//! # sdx-subject — Credential-Subject Schema
//!
//! The claims payload inside a self-description credential is polymorphic:
//! a discriminator tag selects which variant a document decodes into. This
//! crate owns that schema:
//!
//! - **Base** (`base.rs`): the field group every variant embeds — subject
//!   id and JSON-LD context. Composition, never subclass chaining.
//!
//! - **Participant variants** (`participant.rs`): `LegalParticipant`,
//!   `LegalRegistrationNumber`, `Organization`.
//!
//! - **Service-offering variants** (`offering.rs`): `ServiceOffering`,
//!   `DataDelivery`, `SaasOffering`, `Cooperation`, `CoopContract`, each
//!   embedding the shared `OfferingBase` field group.
//!
//! - **Registry** (`registry.rs`): the canonical tag table, tagged decode
//!   (checking `"@type"` then `"type"`), lossless `Unknown` fallback,
//!   encode, and checked casts.
//!
//! ## Compatibility Note
//!
//! Two discriminator conventions exist in live catalog data: `"@type"` on
//! self-description envelopes and `"type"` on nested credential-subject
//! payloads. Decode checks both, in that order. The split is
//! schema-generation drift, kept until the catalog schema is reconciled.

pub mod base;
pub mod offering;
pub mod participant;
pub mod registry;

pub use base::SubjectBase;
pub use offering::{
    Cooperation, CoopContract, DataDelivery, OfferingBase, SaasOffering, ServiceOffering,
    TermsAndConditions,
};
pub use participant::{Address, LegalParticipant, LegalRegistrationNumber, Organization};
pub use registry::{CredentialSubject, SubjectRegistry, SubjectVariant, TypeMismatchError};
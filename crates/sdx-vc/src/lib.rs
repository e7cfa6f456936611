//! # sdx-vc — Verifiable Credentials and Presentations
//!
//! Implements the credential envelopes of the SDX Stack:
//!
//! - **Credential** (`credential.rs`): [`VerifiableCredential`] and
//!   [`VerifiablePresentation`] structure, construction, signing, and
//!   verification.
//!
//! - **Proof** (`proof.rs`): the `JsonWebSignature2020` linked-data proof
//!   object and the detached compact JWS codec.
//!
//! - **Scheme** (`scheme.rs`): the [`SignatureScheme`] seam. Cryptographic
//!   primitives are an injected capability — sign bytes with a key, verify
//!   bytes against a trust anchor. [`Ed25519Scheme`] is the production
//!   implementation.
//!
//! ## Signing Protocol
//!
//! Signing canonicalizes the document body with `proof` removed
//! (`CanonicalDocument`, from `sdx-core`), computes a detached signature
//! through the scheme, attaches the proof, and immediately re-verifies the
//! fresh proof against the caller's trust anchors. The order is fixed:
//! credentials are signed first, then the presentation over the
//! already-signed credential bytes. A presentation embedding an unsigned
//! credential does not sign.
//!
//! ## Verification
//!
//! Verification is existential over the anchor list: a proof is valid if
//! *any* configured trust anchor validates it.

pub mod credential;
pub mod error;
pub mod proof;
pub mod scheme;

pub use credential::{random_urn, CredentialList, VerifiableCredential, VerifiablePresentation};
pub use error::{PresentationError, SigningError, VcError, VerificationError};
pub use proof::{DetachedJws, Proof, ProofPurpose, PROOF_TYPE_JWS_2020};
pub use scheme::{Ed25519Scheme, PrivateKey, SchemeError, SignatureScheme, TrustAnchor};
//!
//! src/update/mod.rs
//! Update 层：状态更新逻辑
//!
//! Update 层负责处理 Message，更新 Model 状态。
//! 是唯一可以修改 Model 的地方。
//!
//!
//! 有模块结构：
//!     src/update/mod.rs
//!         mod editor;         // 编辑器子消息处理
//!         mod table;          // 候选表格子消息处理
//!
//!         pub fn update(app: &mut App, msg: AppMessage) -> Option<Command> {...}
//!
//!
//!     Update 不直接调用服务。需要 I/O 的消息（提交、刷新、同步、保存输入）
//!     返回一个 Command，由主循环交给 Backend 层：
//!
//!         AppMessage::SubmitSelection     → Command::SubmitSelection(text)
//!         AppMessage::SyncDns             → Command::SyncDns(chosen)
//!         AppMessage::Refresh             → Command::RefreshCandidates
//!         AppMessage::ToggleFocus         → Command::PersistRanges(text)   // 仅当离开编辑器
//!
//!     服务层的结果以 AppMessage::Transition 的形式回到这里，
//!     折叠进 app.banner（UiState）与 app.candidates。
//!

mod editor;
mod table;

use tokio::time::Instant;

use ip_selector_core::types::UiTransition;

use crate::message::{AppMessage, Command};
use crate::model::App;

/// 处理应用消息，更新状态
pub fn update(app: &mut App, msg: AppMessage) -> Option<Command> {
    match msg {
        AppMessage::Quit => {
            app.should_quit = true;
            app.editor
                .take_dirty()
                .then(|| Command::PersistRanges(app.editor.text()))
        }

        AppMessage::ToggleFocus => {
            let leaving_editor = app.focus.is_editor();
            app.focus = app.focus.toggle();
            if leaving_editor {
                app.editor.take_dirty();
                Some(Command::PersistRanges(app.editor.text()))
            } else {
                None
            }
        }

        AppMessage::Editor(editor_msg) => {
            if app.focus.is_editor() {
                editor::update(&mut app.editor, editor_msg);
            }
            None
        }

        AppMessage::Table(table_msg) => {
            if app.focus.is_candidates() {
                table::update(&mut app.candidates, table_msg);
            }
            None
        }

        AppMessage::SubmitSelection => {
            app.editor.take_dirty();
            app.clear_status();
            Some(Command::SubmitSelection(app.editor.text()))
        }

        AppMessage::SyncDns => {
            app.clear_status();
            Some(Command::SyncDns(app.candidates.chosen))
        }

        AppMessage::Refresh => {
            app.clear_status();
            Some(Command::RefreshCandidates)
        }

        AppMessage::Transition(transition) => {
            app.banner.apply(&transition, Instant::now());
            if let UiTransition::CandidatesReplaced(rows) = transition {
                app.candidates.replace(rows);
            }
            None
        }

        AppMessage::Notice(message) => {
            app.set_status(message);
            None
        }

        AppMessage::Tick => {
            app.banner.tick(Instant::now(), app.success_linger);
            None
        }

        AppMessage::ClearStatus => {
            app.clear_status();
            None
        }

        AppMessage::Noop => None,
    }
}
//! 快捷键配置

use crossterm::event::{KeyCode, KeyEvent, KeyModifiers};

/// 快捷键绑定
#[derive(Debug, Clone)]
pub struct KeyBinding {
    pub modifiers: KeyModifiers,
    pub code: KeyCode,
}

impl KeyBinding {
    pub const fn new(modifiers: KeyModifiers, code: KeyCode) -> Self {
        Self { modifiers, code }
    }

    pub const fn key(code: KeyCode) -> Self {
        Self::new(KeyModifiers::NONE, code)
    }

    pub const fn alt(code: KeyCode) -> Self {
        Self::new(KeyModifiers::ALT, code)
    }

    pub const fn ctrl(code: KeyCode) -> Self {
        Self::new(KeyModifiers::CONTROL, code)
    }

    /// 检查按键事件是否匹配此快捷键绑定
    pub fn matches(&self, key: &KeyEvent) -> bool {
        key.modifiers == self.modifiers && key.code == self.code
    }
}

/// 默认快捷键配置
pub struct DefaultKeymap;

impl DefaultKeymap {
    // 全局
    pub const QUIT: KeyBinding = KeyBinding::alt(KeyCode::Char('q'));
    pub const FORCE_QUIT: KeyBinding = KeyBinding::ctrl(KeyCode::Char('c'));
    pub const TOGGLE_FOCUS: KeyBinding = KeyBinding::key(KeyCode::Tab);
    pub const CLEAR_STATUS: KeyBinding = KeyBinding::key(KeyCode::Esc);

    // 操作
    pub const SUBMIT: KeyBinding = KeyBinding::alt(KeyCode::Char('s'));
    pub const SYNC: KeyBinding = KeyBinding::alt(KeyCode::Char('y'));
    pub const REFRESH: KeyBinding = KeyBinding::alt(KeyCode::Char('r'));

    // 表格
    pub const CHOOSE: KeyBinding = KeyBinding::key(KeyCode::Char(' '));
    pub const CHOOSE_ENTER: KeyBinding = KeyBinding::key(KeyCode::Enter);
}
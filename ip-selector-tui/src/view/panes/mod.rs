pub mod candidates;
pub mod editor;
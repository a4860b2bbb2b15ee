//! 事件处理器

use std::time::Duration;

use anyhow::Result;
use crossterm::event::{self, Event, KeyCode, KeyEvent, KeyEventKind, KeyModifiers};

use crate::event::keymap::DefaultKeymap;
use crate::message::{AppMessage, EditorMessage, TableMessage};
use crate::model::App;

/// 轮询事件
pub fn poll_event(timeout: Duration) -> Result<Option<Event>> {
    if event::poll(timeout)? {
        Ok(Some(event::read()?))
    } else {
        Ok(None)
    }
}

/// 处理事件，返回对应的消息
pub fn handle_event(event: Event, app: &App) -> AppMessage {
    match event {
        Event::Key(key_event) => handle_key_event(key_event, app), // 键盘事件
        _ => AppMessage::Noop, // 终端窗口大小改变等，自动重绘
    }
}

/// 处理键盘事件
fn handle_key_event(key: KeyEvent, app: &App) -> AppMessage {
    // 只处理 Press 事件，忽略 Release 和 Repeat
    if key.kind != KeyEventKind::Press {
        return AppMessage::Noop;
    }

    // 全局快捷键（无论焦点在哪里）
    if DefaultKeymap::FORCE_QUIT.matches(&key) || DefaultKeymap::QUIT.matches(&key) {
        return AppMessage::Quit;
    }
    if DefaultKeymap::TOGGLE_FOCUS.matches(&key) {
        return AppMessage::ToggleFocus;
    }
    if DefaultKeymap::SUBMIT.matches(&key) {
        return AppMessage::SubmitSelection;
    }
    if DefaultKeymap::SYNC.matches(&key) {
        return AppMessage::SyncDns;
    }
    if DefaultKeymap::REFRESH.matches(&key) {
        return AppMessage::Refresh;
    }
    if DefaultKeymap::CLEAR_STATUS.matches(&key) {
        return AppMessage::ClearStatus;
    }

    // 根据焦点位置处理按键
    if app.focus.is_editor() {
        handle_editor_keys(key)
    } else {
        handle_table_keys(key)
    }
}

/// 处理编辑器的按键
fn handle_editor_keys(key: KeyEvent) -> AppMessage {
    let msg = match key.code {
        KeyCode::Char(c)
            if key.modifiers.is_empty() || key.modifiers == KeyModifiers::SHIFT =>
        {
            EditorMessage::Input(c)
        }
        KeyCode::Enter => EditorMessage::Newline,
        KeyCode::Backspace => EditorMessage::Backspace,
        KeyCode::Delete => EditorMessage::Delete,
        KeyCode::Left => EditorMessage::CursorLeft,
        KeyCode::Right => EditorMessage::CursorRight,
        KeyCode::Up => EditorMessage::CursorUp,
        KeyCode::Down => EditorMessage::CursorDown,
        KeyCode::Home => EditorMessage::CursorHome,
        KeyCode::End => EditorMessage::CursorEnd,
        _ => return AppMessage::Noop,
    };
    AppMessage::Editor(msg)
}

/// 处理候选表格的按键
fn handle_table_keys(key: KeyEvent) -> AppMessage {
    if DefaultKeymap::CHOOSE.matches(&key) || DefaultKeymap::CHOOSE_ENTER.matches(&key) {
        return AppMessage::Table(TableMessage::Choose);
    }

    let msg = match key.code {
        // ↑ 或 k: 上移
        KeyCode::Up | KeyCode::Char('k') => TableMessage::SelectPrevious,
        // ↓ 或 j: 下移
        KeyCode::Down | KeyCode::Char('j') => TableMessage::SelectNext,
        KeyCode::Home => TableMessage::SelectFirst,
        KeyCode::End => TableMessage::SelectLast,
        _ => return AppMessage::Noop,
    };
    AppMessage::Table(msg)
}

#[cfg(test)]
mod tests {
    use std::time::Duration;

    use crossterm::event::KeyEventState;

    use super::*;
    use crate::model::FocusPanel;

    fn press(code: KeyCode, modifiers: KeyModifiers) -> Event {
        Event::Key(KeyEvent {
            code,
            modifiers,
            kind: KeyEventKind::Press,
            state: KeyEventState::NONE,
        })
    }

    fn app_with_focus(focus: FocusPanel) -> App {
        let mut app = App::new(Duration::from_secs(3));
        app.focus = focus;
        app
    }

    #[test]
    fn action_keys_work_from_either_panel() {
        for focus in [FocusPanel::Editor, FocusPanel::Candidates] {
            let app = app_with_focus(focus);
            let alt = |c| press(KeyCode::Char(c), KeyModifiers::ALT);
            assert!(matches!(handle_event(alt('s'), &app), AppMessage::SubmitSelection));
            assert!(matches!(handle_event(alt('y'), &app), AppMessage::SyncDns));
            assert!(matches!(handle_event(alt('r'), &app), AppMessage::Refresh));
            assert!(matches!(handle_event(alt('q'), &app), AppMessage::Quit));
            assert!(matches!(
                handle_event(press(KeyCode::Tab, KeyModifiers::NONE), &app),
                AppMessage::ToggleFocus
            ));
        }
    }

    #[test]
    fn plain_letters_type_into_editor() {
        let app = app_with_focus(FocusPanel::Editor);
        assert!(matches!(
            handle_event(press(KeyCode::Char('q'), KeyModifiers::NONE), &app),
            AppMessage::Editor(EditorMessage::Input('q'))
        ));
        assert!(matches!(
            handle_event(press(KeyCode::Enter, KeyModifiers::NONE), &app),
            AppMessage::Editor(EditorMessage::Newline)
        ));
    }

    #[test]
    fn space_chooses_row_in_table() {
        let app = app_with_focus(FocusPanel::Candidates);
        assert!(matches!(
            handle_event(press(KeyCode::Char(' '), KeyModifiers::NONE), &app),
            AppMessage::Table(TableMessage::Choose)
        ));
        assert!(matches!(
            handle_event(press(KeyCode::Char('j'), KeyModifiers::NONE), &app),
            AppMessage::Table(TableMessage::SelectNext)
        ));
    }

    #[test]
    fn release_events_are_ignored() {
        let app = app_with_focus(FocusPanel::Editor);
        let release = Event::Key(KeyEvent {
            code: KeyCode::Char('a'),
            modifiers: KeyModifiers::NONE,
            kind: KeyEventKind::Release,
            state: KeyEventState::NONE,
        });
        assert!(matches!(handle_event(release, &app), AppMessage::Noop));
    }
}
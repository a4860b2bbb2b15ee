use std::fmt;
use std::time::Duration;

use ip_selector_client::JobStatus;

/// Token for a job accepted by the backend.
///
/// Only the most recently accepted handle may start a poll loop.
#[derive(Debug, Clone, Copy, PartialEq, Eq, Hash)]
pub struct JobHandle(pub(crate) u64);

impl JobHandle {
    pub fn id(self) -> u64 {
        self.0
    }
}

impl fmt::Display for JobHandle {
    fn fmt(&self, f: &mut fmt::Formatter<'_>) -> fmt::Result {
        write!(f, "job#{}", self.0)
    }
}

/// How a poll loop ended.
#[derive(Debug, Clone, PartialEq, Eq)]
pub enum JobOutcome {
    /// Backend reported `Success` or `Pending`; the candidate list was refreshed.
    Completed(JobStatus),
    /// A status request failed; carries the banner text.
    Failed(String),
    /// Attempt cap or deadline reached.
    TimedOut { attempts: u32, waited: Duration },
    /// Another loop was already running. No request was made.
    AlreadyPolling,
    /// The handle is not the active job. No request was made.
    Superseded,
}

impl JobOutcome {
    /// `true` for outcomes that issued no request at all.
    pub fn is_noop(&self) -> bool {
        matches!(self, Self::AlreadyPolling | Self::Superseded)
    }
}

/// Client-side view of the selection job.
#[derive(Debug, Clone, Default, PartialEq, Eq)]
pub enum JobPhase {
    #[default]
    Idle,
    Submitting,
    Polling(JobHandle),
    Terminal(JobOutcome),
}

impl JobPhase {
    pub fn is_busy(&self) -> bool {
        matches!(self, Self::Submitting | Self::Polling(_))
    }
}
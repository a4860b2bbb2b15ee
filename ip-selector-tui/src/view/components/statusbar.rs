//! 底部状态栏组件

use ratatui::{
    Frame,
    layout::Rect,
    style::{Color, Style},
    text::{Line, Span},
    widgets::Paragraph,
};

use crate::i18n::t;
use crate::model::{App, FocusPanel};
use crate::view::theme::Styles;

/// 渲染状态栏
pub fn render(app: &App, frame: &mut Frame, area: Rect) {
    let hints = get_hints(app);

    let mut spans = Vec::new();

    for (i, (key, desc)) in hints.iter().enumerate() {
        if i > 0 {
            spans.push(Span::styled(" │ ", Style::default().fg(Color::DarkGray)));
        }
        spans.push(Span::styled(*key, Styles::hint_key()));
        spans.push(Span::raw(" "));
        spans.push(Span::styled(*desc, Styles::hint_desc()));
    }

    // 如果有状态消息，显示在右侧
    if let Some(ref msg) = app.status_message {
        spans.push(Span::styled(" │ ", Style::default().fg(Color::DarkGray)));
        spans.push(Span::styled(msg.clone(), Style::default().fg(Color::Yellow)));
    }

    let paragraph = Paragraph::new(Line::from(spans)).style(Styles::statusbar());
    frame.render_widget(paragraph, area);
}

/// 根据当前焦点生成快捷键提示
fn get_hints(app: &App) -> Vec<(&'static str, &'static str)> {
    let texts = t();
    let keys = &texts.hints.keys;
    let actions = &texts.hints.actions;

    let mut hints = vec![(keys.tab, actions.switch_panel)];

    if app.focus == FocusPanel::Candidates {
        hints.push((keys.arrows_ud, actions.move_up_down));
        hints.push((keys.space, actions.choose));
    }

    hints.push((keys.select, actions.submit));
    hints.push((keys.sync, actions.sync));
    hints.push((keys.refresh, actions.refresh));
    hints.push((keys.quit, texts.common.quit));

    hints
}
• • • • • • •
Goal of the exercise:
Reproduce word for word only the first line of the listing above and each line after it through the line with "embeds — subject".

Task answer:
//! # sdx-subject — Credential-Subject Schema
//!
//! The claims payload inside a self-description credential is polymorphic:
//! a discriminator tag selects which variant a document decodes into. This
//! crate owns that schema:
//!
//! - **Base** (`base.rs`): the field group every variant embeds — subject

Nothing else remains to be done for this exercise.